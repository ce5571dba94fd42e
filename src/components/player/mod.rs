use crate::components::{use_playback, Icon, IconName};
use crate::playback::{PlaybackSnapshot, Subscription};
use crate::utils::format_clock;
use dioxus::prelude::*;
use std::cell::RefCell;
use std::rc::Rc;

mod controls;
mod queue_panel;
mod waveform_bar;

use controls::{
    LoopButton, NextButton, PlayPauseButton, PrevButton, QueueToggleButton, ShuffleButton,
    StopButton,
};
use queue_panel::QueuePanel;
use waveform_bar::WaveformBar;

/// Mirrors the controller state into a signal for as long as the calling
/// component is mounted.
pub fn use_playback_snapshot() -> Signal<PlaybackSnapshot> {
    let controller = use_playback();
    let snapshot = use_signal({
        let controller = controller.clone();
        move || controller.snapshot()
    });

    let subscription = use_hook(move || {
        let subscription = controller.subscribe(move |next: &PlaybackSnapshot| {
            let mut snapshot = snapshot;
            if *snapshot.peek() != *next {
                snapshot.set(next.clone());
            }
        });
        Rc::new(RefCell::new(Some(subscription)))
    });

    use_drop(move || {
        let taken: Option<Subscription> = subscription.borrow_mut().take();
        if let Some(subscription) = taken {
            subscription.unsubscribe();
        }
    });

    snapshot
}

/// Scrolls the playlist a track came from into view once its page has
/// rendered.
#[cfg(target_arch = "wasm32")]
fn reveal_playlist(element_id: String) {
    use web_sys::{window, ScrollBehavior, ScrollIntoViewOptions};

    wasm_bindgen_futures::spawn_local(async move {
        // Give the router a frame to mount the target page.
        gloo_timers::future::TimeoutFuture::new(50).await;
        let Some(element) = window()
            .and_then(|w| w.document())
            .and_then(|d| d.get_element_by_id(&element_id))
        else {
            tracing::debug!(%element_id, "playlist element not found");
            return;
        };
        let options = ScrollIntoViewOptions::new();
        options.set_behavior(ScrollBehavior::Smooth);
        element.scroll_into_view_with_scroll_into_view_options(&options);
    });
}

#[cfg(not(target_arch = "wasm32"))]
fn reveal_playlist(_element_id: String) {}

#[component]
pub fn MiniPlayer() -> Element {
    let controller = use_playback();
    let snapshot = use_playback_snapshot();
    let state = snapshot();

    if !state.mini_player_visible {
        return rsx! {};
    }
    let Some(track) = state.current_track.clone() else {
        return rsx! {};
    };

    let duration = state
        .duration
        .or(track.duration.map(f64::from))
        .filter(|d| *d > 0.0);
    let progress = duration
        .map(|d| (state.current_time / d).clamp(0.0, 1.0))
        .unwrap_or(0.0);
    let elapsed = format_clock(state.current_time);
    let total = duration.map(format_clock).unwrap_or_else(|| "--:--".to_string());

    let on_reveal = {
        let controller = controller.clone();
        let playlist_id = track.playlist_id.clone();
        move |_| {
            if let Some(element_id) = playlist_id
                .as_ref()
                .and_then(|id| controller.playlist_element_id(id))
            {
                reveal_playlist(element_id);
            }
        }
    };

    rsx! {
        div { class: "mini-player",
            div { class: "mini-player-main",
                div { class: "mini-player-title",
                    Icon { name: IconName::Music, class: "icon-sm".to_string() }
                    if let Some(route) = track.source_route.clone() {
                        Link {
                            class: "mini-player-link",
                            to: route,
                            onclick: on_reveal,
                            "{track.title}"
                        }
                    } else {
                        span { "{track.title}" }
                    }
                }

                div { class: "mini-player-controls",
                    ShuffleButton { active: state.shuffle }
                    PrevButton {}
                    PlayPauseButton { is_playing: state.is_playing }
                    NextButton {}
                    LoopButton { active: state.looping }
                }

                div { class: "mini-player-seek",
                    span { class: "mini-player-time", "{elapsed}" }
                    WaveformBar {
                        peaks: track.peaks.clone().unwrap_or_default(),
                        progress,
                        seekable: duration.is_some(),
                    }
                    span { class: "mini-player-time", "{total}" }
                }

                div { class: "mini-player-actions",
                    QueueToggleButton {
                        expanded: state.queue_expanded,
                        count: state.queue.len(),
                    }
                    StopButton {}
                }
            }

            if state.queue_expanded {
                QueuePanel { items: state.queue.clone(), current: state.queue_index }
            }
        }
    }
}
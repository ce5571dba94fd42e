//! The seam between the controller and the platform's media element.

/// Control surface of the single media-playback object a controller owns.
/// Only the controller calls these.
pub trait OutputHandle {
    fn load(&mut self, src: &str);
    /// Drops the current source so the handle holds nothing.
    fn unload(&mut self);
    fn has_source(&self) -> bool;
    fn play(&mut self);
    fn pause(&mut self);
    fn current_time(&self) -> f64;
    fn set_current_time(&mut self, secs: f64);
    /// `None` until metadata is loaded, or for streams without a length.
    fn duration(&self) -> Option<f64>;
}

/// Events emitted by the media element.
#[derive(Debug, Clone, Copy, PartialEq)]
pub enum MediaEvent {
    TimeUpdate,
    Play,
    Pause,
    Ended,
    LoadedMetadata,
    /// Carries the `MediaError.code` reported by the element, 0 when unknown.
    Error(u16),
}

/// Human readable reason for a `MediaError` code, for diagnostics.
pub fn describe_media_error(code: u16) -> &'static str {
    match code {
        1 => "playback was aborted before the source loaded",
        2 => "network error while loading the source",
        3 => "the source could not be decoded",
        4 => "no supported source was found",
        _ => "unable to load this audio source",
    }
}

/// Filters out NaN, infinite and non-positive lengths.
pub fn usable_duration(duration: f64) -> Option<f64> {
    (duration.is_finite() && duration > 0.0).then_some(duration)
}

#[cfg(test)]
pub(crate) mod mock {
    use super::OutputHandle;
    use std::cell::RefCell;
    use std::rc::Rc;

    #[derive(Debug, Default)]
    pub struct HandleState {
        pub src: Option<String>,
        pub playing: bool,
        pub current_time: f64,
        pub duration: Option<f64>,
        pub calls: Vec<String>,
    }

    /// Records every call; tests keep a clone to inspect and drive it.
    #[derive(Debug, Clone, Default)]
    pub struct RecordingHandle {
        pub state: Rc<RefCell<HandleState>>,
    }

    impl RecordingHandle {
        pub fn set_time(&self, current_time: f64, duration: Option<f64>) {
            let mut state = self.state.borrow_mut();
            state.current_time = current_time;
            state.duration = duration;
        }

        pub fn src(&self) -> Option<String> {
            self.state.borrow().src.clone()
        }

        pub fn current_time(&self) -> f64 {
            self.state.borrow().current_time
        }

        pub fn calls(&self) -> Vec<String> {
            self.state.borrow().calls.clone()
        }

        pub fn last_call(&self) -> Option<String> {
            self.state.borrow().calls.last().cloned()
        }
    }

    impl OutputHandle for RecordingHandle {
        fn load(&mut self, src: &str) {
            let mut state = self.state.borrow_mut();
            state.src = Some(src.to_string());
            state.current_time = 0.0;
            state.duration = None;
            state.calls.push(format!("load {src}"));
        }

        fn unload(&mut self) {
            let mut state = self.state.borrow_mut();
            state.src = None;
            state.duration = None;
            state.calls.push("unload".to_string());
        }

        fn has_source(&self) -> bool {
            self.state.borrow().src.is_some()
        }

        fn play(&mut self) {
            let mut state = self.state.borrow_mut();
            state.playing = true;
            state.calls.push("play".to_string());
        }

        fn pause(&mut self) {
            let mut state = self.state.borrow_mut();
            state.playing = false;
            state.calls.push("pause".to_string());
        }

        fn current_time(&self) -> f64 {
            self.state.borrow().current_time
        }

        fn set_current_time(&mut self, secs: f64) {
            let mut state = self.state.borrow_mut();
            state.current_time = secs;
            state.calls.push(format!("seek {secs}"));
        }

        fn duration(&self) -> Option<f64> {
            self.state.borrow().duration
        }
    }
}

▶ Problem
In the records above, find each line with the word "ShuffleButton" and copy it.

▶ The completed task
    LoopButton, NextButton, PlayPauseButton, PrevButton, QueueToggleButton, ShuffleButton,
                    ShuffleButton { active: state.shuffle }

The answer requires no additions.